The fastest websites on Cyber Monday were Neiman Marcus, Dell and Apple.

Heavy online shopping sparked website performance issues for a few retailers on Cyber Monday, but those problems were less severe than those experienced on Black Friday.

“The 2013 to 2015 Black Friday-Cyber Monday weekends saw a few lengthy site outages by big-name retailers. But 2016 has proven to be the year of mini outages and slowdowns, some of which are being resolved quickly; others more slowly,” Mehdi Daoudi, CEO and co-founder of digital performance analytics company Catchpoint Systems Inc., said Wednesday.

Consumer products retailer Amway Global (ranked No. 43 in the Internet Retailer 2016 Top 500 Guide) on Monday showed intermittent “500 error” messages—a problem that first surfaced Nov. 23, according to Catchpoint. A 500 error is an internal server error that requires fixes to web server software.
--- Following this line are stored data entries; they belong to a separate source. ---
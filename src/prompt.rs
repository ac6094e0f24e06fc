use crate::insights::{ClientInsights, EventInsights, MenuInsights};
use serde::Serialize;

/// Canned observations returned when no provider can be used.
pub const FALLBACK_ANALYSIS: &str = "Summer months show 25% higher booking rates for outdoor events.\n\
Seafood dishes are trending with 30% higher selection rate than last quarter.\n\
Consider expanding vegetarian options as requests increased by 40% in recent events.\n\
Expect increased demand for corporate events in Q4 based on current booking patterns.";

/// System role message for chat-style providers.
pub const SYSTEM_PROMPT: &str = "You are a business analytics expert for a catering company.";

/// Render the three summaries into the fixed four-observation template.
pub fn build_prompt(events: &EventInsights, clients: &ClientInsights, menu: &MenuInsights) -> String {
    format!(
        "As a business intelligence expert for a catering company, analyze this data and provide concise, actionable insights separated by newlines:\n\
         \n\
         EVENTS DATA:\n\
         {}\n\
         \n\
         CLIENT DATA:\n\
         {}\n\
         \n\
         MENU ITEMS DATA:\n\
         {}\n\
         \n\
         Provide exactly 4 observations, each on a new line:\n\
         1. A seasonal trend from the events data\n\
         2. Popular menu items and categories\n\
         3. One strategic business recommendation\n\
         4. A forecast about future demand\n",
        pretty(events),
        pretty(clients),
        pretty(menu),
    )
}

fn pretty<T: Serialize>(value: &T) -> String {
    // summaries are plain structs of strings and numbers
    serde_json::to_string_pretty(value).unwrap_or_else(|_| "{}".to_string())
}
use anyhow::{Context, Result};
use secrecy::{ExposeSecret, SecretString};
use std::process::Command;
use tracing::debug;

/// Prefix marking a 1Password secret reference rather than a literal value.
pub const OP_REFERENCE_PREFIX: &str = "op://";

/// Fetch a secret from 1Password using the CLI
pub fn get_secret(reference: &str) -> Result<SecretString> {
    debug!("Fetching secret from 1Password: {}", reference);

    let output = Command::new("op")
        .arg("read")
        .arg(reference)
        .output()
        .context("Failed to execute 1Password CLI. Is it installed? Run: brew install 1password-cli")?;

    if !output.status.success() {
        let error = String::from_utf8_lossy(&output.stderr);
        anyhow::bail!("1Password CLI error: {}", error.trim());
    }

    let secret = String::from_utf8(output.stdout)
        .context("Invalid UTF-8 in secret")?
        .trim()
        .to_string();

    if secret.is_empty() {
        anyhow::bail!("1Password reference {} resolved to an empty value", reference);
    }

    let secret = SecretString::from(secret);
    debug!("Successfully fetched secret ({})", describe_secret(&secret));
    Ok(secret)
}

/// Loggable stand-in for a credential: its length, never its characters.
pub fn describe_secret(secret: &SecretString) -> String {
    format!("{} chars", secret.expose_secret().chars().count())
}

/// First `max` characters of a body for diagnostics.
pub fn preview(text: &str, max: usize) -> String {
    let mut chars = text.chars();
    let head: String = chars.by_ref().take(max).collect();
    let rest = chars.count();
    if rest == 0 {
        head
    } else {
        format!("{head}… ({rest} more chars)")
    }
}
Catchpoint says several retailers experienced slower median web page response times due to third-party tags. Such tags are snippets of code provided by vendors or other parties, such as social media networks, which generate ads or connections on a website via browser calls to external servers. Lenovo Group Ltd. (No. 16 in the Top 500) had a median web page response time of 18.1 seconds for six hours on Monday, Newegg Inc. (No. 17) was at 9.4 seconds and QVC Inc. (No. 10) at 9.5 seconds, according to Catchpoint.

“It is notable that many of the problems are being caused by third-party technologies used by these sites. When a third-party element stalls or is unavailable, the host site can suffer,” Daoudi says.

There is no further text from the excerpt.